Set down every entry exactly as it was written.

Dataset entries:
-- Opening Marker --
//! Query submission.
//!
//! Turns SQL text and a database context into a job handle. Only transport is
//! handled here: the SQL is not parsed and no retry is attempted.

use std::time::Instant;
use tracing::{info, warn};

use crate::backend::{DatabaseContext, QueryBackend, SubmitRequest, SubmitResponse};
use crate::error::{Result, ShellError};

/// Submits queries to the backend.
pub struct QuerySubmitter<'a> {
    backend: &'a dyn QueryBackend,
}

impl<'a> QuerySubmitter<'a> {
    /// Creates a new submitter.
    pub fn new(backend: &'a dyn QueryBackend) -> Self {
        Self { backend }
    }

    /// Submits `sql` against `context`.
    ///
    /// Every failure, including an empty query, comes back as
    /// `ShellError::Submission` with a message fit for display.
    pub async fn submit(&self, sql: &str, context: &DatabaseContext) -> Result<SubmitResponse> {
        if sql.trim().is_empty() {
            return Err(ShellError::submission("Query text is empty"));
        }

        let request = SubmitRequest {
            sql: sql.to_string(),
            context: context.clone(),
        };

        let start = Instant::now();
        let result = self.backend.submit_query(&request).await;
        let elapsed = start.elapsed();

        match result {
            Ok(response) => {
                info!(
                    query_id = %response.query_id,
                    database = context.database.as_deref().unwrap_or("<default>"),
                    "query submitted in {:?}",
                    elapsed
                );
                Ok(response)
            }
            Err(e) => {
                warn!("query submission failed after {:?}: {}", elapsed, e);
                Err(ShellError::submission(e.message()))
            }
        }
    }
}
-- Closing Marker --
» **Task response**:
//! Query submission.
//!
//! Turns SQL text and a database context into a job handle. Only transport is
//! handled here: the SQL is not parsed and no retry is attempted.

use std::time::Instant;
use tracing::{info, warn};

use crate::backend::{DatabaseContext, QueryBackend, SubmitRequest, SubmitResponse};
use crate::error::{Result, ShellError};

/// Submits queries to the backend.
pub struct QuerySubmitter<'a> {
    backend: &'a dyn QueryBackend,
}

impl<'a> QuerySubmitter<'a> {
    /// Creates a new submitter.
    pub fn new(backend: &'a dyn QueryBackend) -> Self {
        Self { backend }
    }

    /// Submits `sql` against `context`.
    ///
    /// Every failure, including an empty query, comes back as
    /// `ShellError::Submission` with a message fit for display.
    pub async fn submit(&self, sql: &str, context: &DatabaseContext) -> Result<SubmitResponse> {
        if sql.trim().is_empty() {
            return Err(ShellError::submission("Query text is empty"));
        }

        let request = SubmitRequest {
            sql: sql.to_string(),
            context: context.clone(),
        };

        let start = Instant::now();
        let result = self.backend.submit_query(&request).await;
        let elapsed = start.elapsed();

        match result {
            Ok(response) => {
                info!(
                    query_id = %response.query_id,
                    database = context.database.as_deref().unwrap_or("<default>"),
                    "query submitted in {:?}",
                    elapsed
                );
                Ok(response)
            }
            Err(e) => {
                warn!("query submission failed after {:?}: {}", elapsed, e);
                Err(ShellError::submission(e.message()))
            }
        }
    }
}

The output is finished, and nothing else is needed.